On Mon, 21 Sep 2015 11:52:41 +0100 Mel Gorman <[email protected]> 
wrote:

> High-order watermark checking exists for two reasons --  kswapd high-order
> awareness and protection for high-order atomic requests. Historically the
> kernel depended on MIGRATE_RESERVE to preserve min_free_kbytes as high-order
> free pages for as long as possible. This patch introduces MIGRATE_HIGHATOMIC
> that reserves pageblocks for high-order atomic allocations on demand and
> avoids using those blocks for order-0 allocations. This is more flexible
> and reliable than MIGRATE_RESERVE was.
> 
> A MIGRATE_HIGHORDER pageblock is created when an atomic high-order allocation
> request steals a pageblock but limits the total number to 1% of the zone.
> Callers that speculatively abuse atomic allocations for long-lived
> high-order allocations to access the reserve will quickly fail. Note that
> SLUB is currently not such an abuser as it reclaims at least once.  It is
> possible that the pageblock stolen has few suitable high-order pages and
> will need to steal again in the near future but there would need to be
> strong justification to search all pageblocks for an ideal candidate.
> 
> The pageblocks are unreserved if an allocation fails after a direct
> reclaim attempt.
> 
> The watermark checks account for the reserved pageblocks when the allocation
> request is not a high-order atomic allocation.
> 
> The reserved pageblocks can not be used for order-0 allocations. This may
> allow temporary wastage until a failed reclaim reassigns the pageblock.
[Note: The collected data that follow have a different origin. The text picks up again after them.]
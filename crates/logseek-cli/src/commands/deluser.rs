//! Deluser command implementation.

use std::path::Path;

use anyhow::{Context, Result, bail};
use clap::Args;

use crate::context::CommandContext;
use crate::output;
use crate::profile::storage;

#[derive(Args, Debug)]
pub struct DeluserArgs {
    /// Alias of the account to remove
    pub alias: String,
}

pub async fn run(args: DeluserArgs, config: Option<&Path>) -> Result<()> {
    let mut ctx = CommandContext::load(config)?;

    if ctx.book.accounts.remove(&args.alias).is_none() {
        bail!("No stored account '{}'", args.alias);
    }
    if ctx.book.current == args.alias {
        ctx.book.current.clear();
    }

    storage::save(&ctx.book).context("Failed to save profile")?;
    output::success(&format!("Removed account '{}'", args.alias));
    Ok(())
}
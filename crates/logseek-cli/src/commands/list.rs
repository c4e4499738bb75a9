//! List command implementation.

use std::path::Path;

use anyhow::{Context, Result};
use clap::Args;
use colored::Colorize;

use logseek_core::LogStore;

use crate::context::CommandContext;
use crate::output;

#[derive(Args, Debug)]
pub struct ListArgs {
    /// Also show created/updated times
    #[arg(long)]
    pub detail: bool,
}

pub async fn run(args: ListArgs, config: Option<&Path>) -> Result<()> {
    let ctx = CommandContext::load(config)?;
    let profile = ctx.profile()?;
    let store = ctx.store(&profile)?;

    let repos = store
        .list_repos()
        .await
        .context("Failed to list repositories")?;

    if repos.is_empty() {
        output::note("No repositories.");
        return Ok(());
    }

    let width = repos.iter().map(|r| r.name.len()).max().unwrap_or(0) + 2;

    for repo in &repos {
        let current = profile.repo_name() == Some(repo.name.as_str());
        let marker = if current { "**" } else { "  " };
        // Pad before coloring so escape codes do not skew the columns.
        let name = format!("{:<width$}", repo.name);
        let name = if current {
            name.green().to_string()
        } else {
            name
        };
        if args.detail {
            println!(
                "{} {} {:<8} {:<8} created {}  updated {}",
                marker, name, repo.region, repo.retention, repo.created_at, repo.updated_at
            );
        } else {
            println!("{} {} {:<8} {}", marker, name, repo.region, repo.retention);
        }
    }

    Ok(())
}
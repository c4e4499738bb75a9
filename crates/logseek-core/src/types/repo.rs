//! Repository descriptors and schemas.

use serde::{Deserialize, Serialize};
use std::fmt;

/// One schema entry: a field name and its declared value type.
#[derive(Debug, Clone, PartialEq, Eq, Serialize, Deserialize)]
pub struct SchemaField {
    pub key: String,
    /// Declared type string from the service ("date", "long", "string", ...).
    #[serde(rename = "valtype")]
    pub value_type: String,
}

impl SchemaField {
    pub fn new(key: impl Into<String>, value_type: impl Into<String>) -> Self {
        Self {
            key: key.into(),
            value_type: value_type.into(),
        }
    }

    pub fn is_date(&self) -> bool {
        self.value_type == "date"
    }
}

/// Service-enforced maximum age of queryable data.
///
/// Expressed by the service as a day count with a unit suffix ("30d");
/// `"-1"` or any non-digit-leading string means unlimited.
#[derive(Debug, Clone, Default, PartialEq, Eq, Serialize, Deserialize)]
#[serde(transparent)]
pub struct Retention(pub String);

impl Retention {
    /// The bounded day count, or `None` for unlimited retention.
    pub fn days(&self) -> Option<u32> {
        let digits: String = self
            .0
            .chars()
            .take_while(|c| c.is_ascii_digit())
            .collect();
        if digits.is_empty() {
            return None;
        }
        digits.parse().ok()
    }
}

impl fmt::Display for Retention {
    fn fmt(&self, f: &mut fmt::Formatter<'_>) -> fmt::Result {
        write!(f, "{}", self.0)
    }
}

/// One row of the repository listing.
#[derive(Debug, Clone, Serialize, Deserialize)]
pub struct RepoSummary {
    pub name: String,
    pub region: String,
    pub retention: Retention,
    pub created_at: String,
    pub updated_at: String,
}

/// Full description of a repository: region, retention and schema.
#[derive(Debug, Clone, Serialize, Deserialize)]
pub struct RepoDescriptor {
    pub name: String,
    pub region: String,
    pub retention: Retention,
    pub schema: Vec<SchemaField>,
}

impl RepoDescriptor {
    /// The field that carries the record timestamp: the first schema entry
    /// declared as "date". `None` when the schema has no date-typed field.
    pub fn date_field(&self) -> Option<&str> {
        self.schema
            .iter()
            .find(|f| f.is_date())
            .map(|f| f.key.as_str())
    }

    /// Look up a schema field by exact key.
    pub fn field(&self, key: &str) -> Option<&SchemaField> {
        self.schema.iter().find(|f| f.key == key)
    }
}

#[cfg(test)]
mod tests {
    use super::*;

    fn descriptor(schema: Vec<SchemaField>) -> RepoDescriptor {
        RepoDescriptor {
            name: "applogs".to_string(),
            region: "z0".to_string(),
            retention: Retention("30d".to_string()),
            schema,
        }
    }

    #[test]
    fn retention_parses_leading_digit_run() {
        assert_eq!(Retention("30d".to_string()).days(), Some(30));
        assert_eq!(Retention("7".to_string()).days(), Some(7));
        assert_eq!(Retention("365days".to_string()).days(), Some(365));
    }

    #[test]
    fn retention_unlimited_forms() {
        assert_eq!(Retention("-1".to_string()).days(), None);
        assert_eq!(Retention("forever".to_string()).days(), None);
        assert_eq!(Retention(String::new()).days(), None);
    }

    #[test]
    fn first_date_field_wins() {
        let repo = descriptor(vec![
            SchemaField::new("status", "long"),
            SchemaField::new("timestamp", "date"),
            SchemaField::new("updated", "date"),
        ]);
        assert_eq!(repo.date_field(), Some("timestamp"));
    }

    #[test]
    fn no_date_field() {
        let repo = descriptor(vec![SchemaField::new("status", "long")]);
        assert_eq!(repo.date_field(), None);
    }
}
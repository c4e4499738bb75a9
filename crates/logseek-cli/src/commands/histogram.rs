//! Histogram command implementation.

use std::path::Path;

use anyhow::{Result, bail};
use chrono::{DateTime, Local};
use clap::Args;

use logseek_core::{HistogramRequest, LogStore};
use logseek_core::query::{self, TimeArgs};

use crate::context::CommandContext;
use crate::output;

#[derive(Args, Debug)]
pub struct HistogramArgs {
    /// Window start
    #[arg(short, long)]
    pub start: Option<String>,

    /// Window end; defaults to now
    #[arg(short, long)]
    pub end: Option<String>,

    /// Relative window: days back from now
    #[arg(short, long, default_value_t = 0.0)]
    pub day: f64,

    /// Relative window: hours back from now
    #[arg(short = 'H', long, default_value_t = 0.0)]
    pub hour: f64,

    /// Relative window: minutes back from now
    #[arg(short, long, default_value_t = 0.0)]
    pub minute: f64,

    /// Date field to bucket over; defaults to the schema's date field
    #[arg(long)]
    pub field: Option<String>,

    /// Filter expression; positional words are joined instead if absent
    #[arg(short = 'w', long = "where")]
    pub where_clause: Option<String>,

    /// Filter expression words
    #[arg(trailing_var_arg = true)]
    pub filter: Vec<String>,
}

pub async fn run(args: HistogramArgs, config: Option<&Path>) -> Result<()> {
    let mut ctx = CommandContext::load(config)?;
    let profile = ctx.profile()?;
    let store = ctx.store(&profile)?;
    let descriptor = ctx.descriptor(&profile, &store, false).await?;
    ctx.save();

    let field = match &args.field {
        Some(f) => f.clone(),
        None => match descriptor.date_field() {
            Some(f) => f.to_string(),
            None => bail!(
                "No date-typed field in the schema of '{}'; pass --field",
                descriptor.name
            ),
        },
    };

    let time_args = TimeArgs {
        start: args.start.clone(),
        end: args.end.clone(),
        day: args.day,
        hour: args.hour,
        minute: args.minute,
    };
    let window = query::resolve_window(&time_args, profile.range_minutes, Local::now())?;
    let Some(start) = window.start else {
        bail!("Histogram needs a bounded window; pass --start");
    };

    let request = HistogramRequest {
        repo: descriptor.name.clone(),
        query: args
            .where_clause
            .clone()
            .unwrap_or_else(|| args.filter.join(" ")),
        field,
        from_ms: start.timestamp_millis(),
        to_ms: window.end.timestamp_millis(),
    };
    let result = store.query_histogram(&request).await?;

    for bucket in &result.buckets {
        let label = DateTime::from_timestamp_millis(bucket.key_ms)
            .map(|t| t.with_timezone(&Local).format("%Y-%m-%dT%H:%M:%S").to_string())
            .unwrap_or_else(|| bucket.key_ms.to_string());
        println!("{}\t{}", label, bucket.count);
    }

    output::note(&format!("total: {}", result.total));
    if result.partial_success {
        output::note("Scan was cut short; counts are a lower bound.");
    }
    Ok(())
}
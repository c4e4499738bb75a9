//! logseek-http - HTTP-backed log store implementation.

mod client;
mod endpoints;
mod store;

pub use client::HttpClient;
pub use store::HttpStore;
This
> is deliberate as the intent of the reservation is to satisfy a limited
> number of atomic high-order short-lived requests if the system requires them.
> 
> The stutter benchmark was used to evaluate this but while it was running
> there was a systemtap script that randomly allocated between 1 high-order
> page and 12.5% of memory's worth of order-3 pages using GFP_ATOMIC. This
> is much larger than the potential reserve and it does not attempt to be
> realistic.  It is intended to stress random high-order allocations from
> an unknown source, show that there is a reduction in failures without
> introducing an anomaly where atomic allocations are more reliable than
> regular allocations.  The amount of memory reserved varied throughout the
> workload as reserves were created and reclaimed under memory pressure. The
> allocation failures once the workload warmed up were as follows;
> 
> 4.2-rc5-vanilla               70%
> 4.2-rc5-atomic-reserve        56%
> 
> The failure rate was also measured while building multiple kernels. The
> failure rate was 14% but is 6% with this patch applied.
> 
> Overall, this is a small reduction but the reserves are small relative
> to the number of allocation requests. In early versions of the patch,
> the failure rate reduced by a much larger amount but that required much
> larger reserves and perversely made atomic allocations seem more reliable
> than regular allocations.
> 
> ...
>
> +/*
> + * Reserve a pageblock for exclusive use of high-order atomic allocations if
> + * there are no empty page blocks that contain a page with a suitable order
> + */
> +static void reserve_highatomic_pageblock(struct page *page, struct zone 
> *zone,
> +                             unsigned int alloc_order)
> +{
> +     int mt;
> +     unsigned long max_managed, flags;
> +
> +     /*
> +      * Limit the number reserved to 1 pageblock or roughly 1% of a zone.
> +      * Check is race-prone but harmless.
> +      */
> +     max_managed = (zone->managed_pages / 100) + pageblock_nr_pages;
> +     if (zone->nr_reserved_highatomic >= max_managed)
> +             return;
> +
> +     /* Yoink! */
> +     spin_lock_irqsave(&zone->lock, flags);
> +
> +     mt = get_pageblock_migratetype(page);
> +     if (mt != MIGRATE_HIGHATOMIC &&
> +                     !is_migrate_isolate(mt) && !is_migrate_cma(mt)) {

Do the above checks really need to be inside zone->lock?  I don't think
get_pageblock_migratetype() needs zone->lock?  (Actually I suspect it
does, but we don't...)

> +             zone->nr_reserved_highatomic += pageblock_nr_pages;

And I don't think it would hurt to recheck
nr_reserved_highatomic>=max_managed after taking zone->lock, to plug
that race.  We've had VM we-dont-care races in the past which ended up
causing problems in rare circumstances...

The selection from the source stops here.